Low-symmetry 2D materials with strong in-plane anisotropy are ideal platforms for building multifunctional optoelectronic devices. However, the random orientations and easy formation of multidomain structures lead to the single-crystal synthesis of these materials remains a big challenge. Herein, for the first time, the orientation-controlled synthesis of ReS2, a typical low-symmetry 2D material, is explored via interface engineering based on the strong interaction between the material and Au substrates with different symmetries. It is revealed that the lattice orientation and growth behavior of ReS2 are closely relevant to the lattice symmetry of Au facets.
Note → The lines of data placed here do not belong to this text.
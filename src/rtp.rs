// Copyright (C) 2021 Scott Lamb <slamb@slamb.org>
// SPDX-License-Identifier: MIT OR Apache-2.0

//! Handles RTP data as described in
//! [RFC 3550 section 5.1](https://datatracker.ietf.org/doc/html/rfc3550#section-5.1).

use std::convert::TryFrom;

use bytes::Bytes;

/// The minimum length of an RTP header (no CSRCs or extensions).
const MIN_HEADER_LEN: usize = 12;

/// A validated RTP packet.
///
/// The header fields are decoded once; the payload is a zero-copy slice of
/// the received buffer with CSRCs, header extension, and padding removed.
///
/// ```text
///  0                   1                   2                   3
///  0 1 2 3 4 5 6 7 8 9 0 1 2 3 4 5 6 7 8 9 0 1 2 3 4 5 6 7 8 9 0 1
/// +-+-+-+-+-+-+-+-+-+-+-+-+-+-+-+-+-+-+-+-+-+-+-+-+-+-+-+-+-+-+-+-+
/// |V=2|P|X|  CC   |M|     PT      |       sequence number         |
/// +-+-+-+-+-+-+-+-+-+-+-+-+-+-+-+-+-+-+-+-+-+-+-+-+-+-+-+-+-+-+-+-+
/// |                           timestamp                           |
/// +-+-+-+-+-+-+-+-+-+-+-+-+-+-+-+-+-+-+-+-+-+-+-+-+-+-+-+-+-+-+-+-+
/// |           synchronization source (SSRC) identifier            |
/// +=+=+=+=+=+=+=+=+=+=+=+=+=+=+=+=+=+=+=+=+=+=+=+=+=+=+=+=+=+=+=+=+
/// |            contributing source (CSRC) identifiers             |
/// |                             ....                              |
/// +-+-+-+-+-+-+-+-+-+-+-+-+-+-+-+-+-+-+-+-+-+-+-+-+-+-+-+-+-+-+-+-+
/// ```
#[derive(Clone)]
pub struct RtpPacket {
    sequence_number: u16,
    timestamp: u32,
    ssrc: u32,
    payload_type: u8,
    mark: bool,
    payload: Bytes,
}

impl RtpPacket {
    /// Validates a raw RTP packet.
    pub fn parse(data: Bytes) -> Result<Self, RtpPacketError> {
        // RTP doesn't have a defined maximum size but it's implied by the transport:
        // * UDP packets (even with fragmentation) are at most 65,536 (minus IP/UDP headers).
        // * interleaved RTSP data messages have at most 65,536 bytes of data.
        if u16::try_from(data.len()).is_err() {
            return Err(RtpPacketError {
                reason: "too long",
                data,
            });
        }
        let len = data.len();
        if len < MIN_HEADER_LEN {
            return Err(RtpPacketError {
                reason: "too short",
                data,
            });
        }
        if (data[0] & 0b1100_0000) != 2 << 6 {
            return Err(RtpPacketError {
                reason: "must be version 2",
                data,
            });
        }
        let has_padding = (data[0] & 0b0010_0000) != 0;
        let has_extension = (data[0] & 0b0001_0000) != 0;
        let csrc_count = usize::from(data[0] & 0b0000_1111);
        let csrc_end = MIN_HEADER_LEN + 4 * csrc_count;
        let payload_start = if has_extension {
            if len < csrc_end + 4 {
                return Err(RtpPacketError {
                    reason: "extension is after end of packet",
                    data,
                });
            }
            // 16-bit profile-defined id, then length in 32-bit words.
            let extension_words =
                usize::from(u16::from_be_bytes([data[csrc_end + 2], data[csrc_end + 3]]));
            csrc_end + 4 + 4 * extension_words
        } else {
            csrc_end
        };
        if len < payload_start {
            return Err(RtpPacketError {
                reason: "payload start is after end of packet",
                data,
            });
        }
        let payload_end = if has_padding {
            if len == payload_start {
                return Err(RtpPacketError {
                    reason: "missing padding",
                    data,
                });
            }
            let padding_len = usize::from(data[len - 1]);
            if padding_len == 0 {
                return Err(RtpPacketError {
                    reason: "invalid padding length 0",
                    data,
                });
            }
            match len.checked_sub(padding_len) {
                Some(e) if e >= payload_start => e,
                _ => {
                    return Err(RtpPacketError {
                        reason: "bad padding",
                        data,
                    })
                }
            }
        } else {
            len
        };
        Ok(RtpPacket {
            mark: (data[1] & 0b1000_0000) != 0,
            payload_type: data[1] & 0b0111_1111,
            sequence_number: u16::from_be_bytes([data[2], data[3]]),
            timestamp: u32::from_be_bytes([data[4], data[5], data[6], data[7]]),
            ssrc: u32::from_be_bytes([data[8], data[9], data[10], data[11]]),
            payload: data.slice(payload_start..payload_end),
        })
    }

    #[inline]
    pub fn mark(&self) -> bool {
        self.mark
    }

    #[inline]
    pub fn sequence_number(&self) -> u16 {
        self.sequence_number
    }

    #[inline]
    pub fn ssrc(&self) -> u32 {
        self.ssrc
    }

    #[inline]
    pub fn payload_type(&self) -> u8 {
        self.payload_type
    }

    /// Returns the 32-bit media clock timestamp as it appears on the wire.
    #[inline]
    pub fn timestamp(&self) -> u32 {
        self.timestamp
    }

    #[inline]
    pub fn payload(&self) -> &Bytes {
        &self.payload
    }

    #[inline]
    pub fn into_payload(self) -> Bytes {
        self.payload
    }
}

impl std::fmt::Debug for RtpPacket {
    fn fmt(&self, f: &mut std::fmt::Formatter<'_>) -> std::fmt::Result {
        f.debug_struct("RtpPacket")
            .field("ssrc", &self.ssrc)
            .field("sequence_number", &self.sequence_number)
            .field("timestamp", &self.timestamp)
            .field("payload_type", &self.payload_type)
            .field("mark", &self.mark)
            .field("payload", &crate::hex::LimitedHex::new(&self.payload, 64))
            .finish()
    }
}

#[derive(Debug)]
#[doc(hidden)]
pub struct RtpPacketError {
    pub reason: &'static str,
    pub data: Bytes,
}

impl std::fmt::Display for RtpPacketError {
    fn fmt(&self, f: &mut std::fmt::Formatter<'_>) -> std::fmt::Result {
        write!(
            f,
            "invalid RTP packet ({}): {}",
            self.reason,
            crate::hex::LimitedHex::new(&self.data, 64)
        )
    }
}

/// Builds RTP packets on the wire format. Unstable/internal. Exposed for benchmarks.
#[doc(hidden)]
pub struct RtpPacketBuilder {
    pub sequence_number: u16,
    pub timestamp: u32,
    pub payload_type: u8,
    pub ssrc: u32,
    pub mark: bool,
}

impl RtpPacketBuilder {
    /// Returns the full serialized packet.
    pub fn build<P: IntoIterator<Item = u8>>(self, payload: P) -> Result<Bytes, &'static str> {
        if self.payload_type >= 0x80 {
            return Err("payload type too large");
        }
        let data: Bytes = [
            2 << 6, // version=2, no padding, no extensions, no CSRCs.
            if self.mark { 0b1000_0000 } else { 0 } | self.payload_type,
        ]
        .into_iter()
        .chain(self.sequence_number.to_be_bytes())
        .chain(self.timestamp.to_be_bytes())
        .chain(self.ssrc.to_be_bytes())
        .chain(payload)
        .collect();
        if u16::try_from(data.len()).is_err() {
            return Err("payload too long");
        }
        Ok(data)
    }
}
Single crystal ReS2 domains with two and even one orientations are acquired on the four-fold symmetry Au(001) facet and the two-fold symmetry Au(101) facet, respectively. Combined with density functional theory calculations, it is demonstrated that the synergy of ultra-strong ReS2-Au interfacial coupling and reduction of symmetry of Au facet is critical to realizing its intrinsic anisotropic growth. Furthermore, great enhancement of electrical and photoelectrical performances are acquired on the well-aligned single crystal ReS2 device. The progress achieved in this work provides significant guidance for the controllable synthesis of wafer-scale single crystals of low-symmetry 2D materials for their practical device applications.